For every line in the records below that holds "info", make a copy.
★ ★ ★ ★ ★
//! Command-line interface implementation
//!
//! This module provides the CLI entry point and dispatches to submodules
//! for specific command implementations.

mod build;
mod prefs;

use clap::{Parser, Subcommand};
use std::path::{Path, PathBuf};
use std::process::ExitCode;
use std::sync::Arc;

use crate::build::BuildContext;
use crate::config::loader::{find_config, load_config, merge_cli_overrides, CliOverrides};
use crate::config::ConfigError;
use crate::defines::DefineSet;
use crate::references::ReferenceSet;
use crate::store::{ConfigStore, FileStore};

pub use prefs::{DefinesAction, RefsAction};

/// Exit codes
pub(crate) const EXIT_SUCCESS: u8 = 0;
pub(crate) const EXIT_ERROR: u8 = 1;
pub(crate) const EXIT_INVALID_ARGS: u8 = 2;

/// dllb - Build a main and an editor-only DLL from a C# source tree
#[derive(Parser)]
#[command(name = "dllb")]
#[command(about = "Build a main DLL and an editor-only DLL from a tree of C# sources")]
#[command(version)]
pub struct Cli {
    /// Increase log verbosity (-v info, -vv debug, -vvv trace)
    #[arg(short, long, action = clap::ArgAction::Count, global = true)]
    pub verbose: u8,

    /// Use this dllb.toml instead of searching for one
    #[arg(long, global = true)]
    pub config: Option<PathBuf>,

    #[command(subcommand)]
    pub command: Commands,
}

#[derive(Subcommand)]
pub enum Commands {
    /// Compile the main artifact, then the editor artifact
    Build {
        /// Override source directory
        #[arg(long)]
        src: Option<PathBuf>,

        /// Override output directory (must exist)
        #[arg(short, long)]
        out: Option<PathBuf>,

        /// Override main artifact name
        #[arg(short, long)]
        name: Option<String>,

        /// Only build the main artifact
        #[arg(long)]
        no_editor: bool,

        /// Host contents directory holding the default references
        #[arg(long)]
        host: Option<PathBuf>,

        /// Compiler executable
        #[arg(long)]
        compiler: Option<String>,

        /// Dry run (print the compiler requests without compiling)
        #[arg(long)]
        dry_run: bool,
    },

    /// List source files split into main and editor buckets
    Scan {
        /// Override source directory
        #[arg(long)]
        src: Option<PathBuf>,
    },

    /// Manage persisted references
    Refs {
        #[command(subcommand)]
        action: RefsAction,
    },

    /// Manage persisted conditional-compilation symbols
    Defines {
        #[command(subcommand)]
        action: DefinesAction,
    },
}

/// Run the CLI application
pub fn run() -> ExitCode {
    let cli = Cli::parse();
    crate::logging::init_logging(cli.verbose);

    let config = cli.config.as_deref();

    match cli.command {
        Commands::Build { src, out, name, no_editor, host, compiler, dry_run } => {
            let overrides = CliOverrides {
                out,
                src,
                name,
                editor: if no_editor { Some(false) } else { None },
                host,
                compiler,
            };
            build::run_build(config, &overrides, dry_run)
        }
        Commands::Scan { src } => {
            let overrides = CliOverrides { src, ..Default::default() };
            build::run_scan(config, &overrides)
        }
        Commands::Refs { action } => prefs::run_refs(config, action),
        Commands::Defines { action } => prefs::run_defines(config, action),
    }
}

/// Load configuration and resolve the project root.
///
/// With no explicit path, searches upward for dllb.toml. Without one the
/// current directory is the project root and defaults apply.
pub(crate) fn load_context(
    config_path: Option<&Path>,
    overrides: &CliOverrides,
) -> Result<BuildContext, ConfigError> {
    let found = match config_path {
        Some(path) => Some(path.to_path_buf()),
        None => find_config(),
    };

    let (mut config, project_root) = match found {
        Some(path) => {
            tracing::info!(config = %path.display(), "using config");
            let config = load_config(Some(&path))?;
            let root = match crate::config::loader::project_root(&path) {
                Some(parent) if !parent.as_os_str().is_empty() => parent.to_path_buf(),
                _ => std::env::current_dir()?,
            };
            (config, root)
        }
        None => {
            tracing::info!("no dllb.toml found, using defaults");
            (crate::config::default_config(), std::env::current_dir()?)
        }
    };

    merge_cli_overrides(&mut config, overrides);
    Ok(BuildContext::new(config, project_root))
}

/// Open the preference store for a project.
pub(crate) fn open_store(context: &BuildContext) -> Arc<dyn ConfigStore> {
    Arc::new(FileStore::new(context.store_path()))
}

/// Load the persisted reference set.
pub(crate) fn load_references(
    context: &BuildContext,
    store: Arc<dyn ConfigStore>,
) -> ReferenceSet {
    let mut references = ReferenceSet::new(store, context.host_contents());
    references.load();
    references
}

/// Load the persisted define set.
pub(crate) fn load_defines(store: Arc<dyn ConfigStore>) -> DefineSet {
    let mut defines = DefineSet::new(store);
    defines.load();
    defines
}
★ ★ ★ ★ ★
» Written solution
    /// Increase log verbosity (-v info, -vv debug, -vvv trace)
            tracing::info!(config = %path.display(), "using config");
            tracing::info!("no dllb.toml found, using defaults");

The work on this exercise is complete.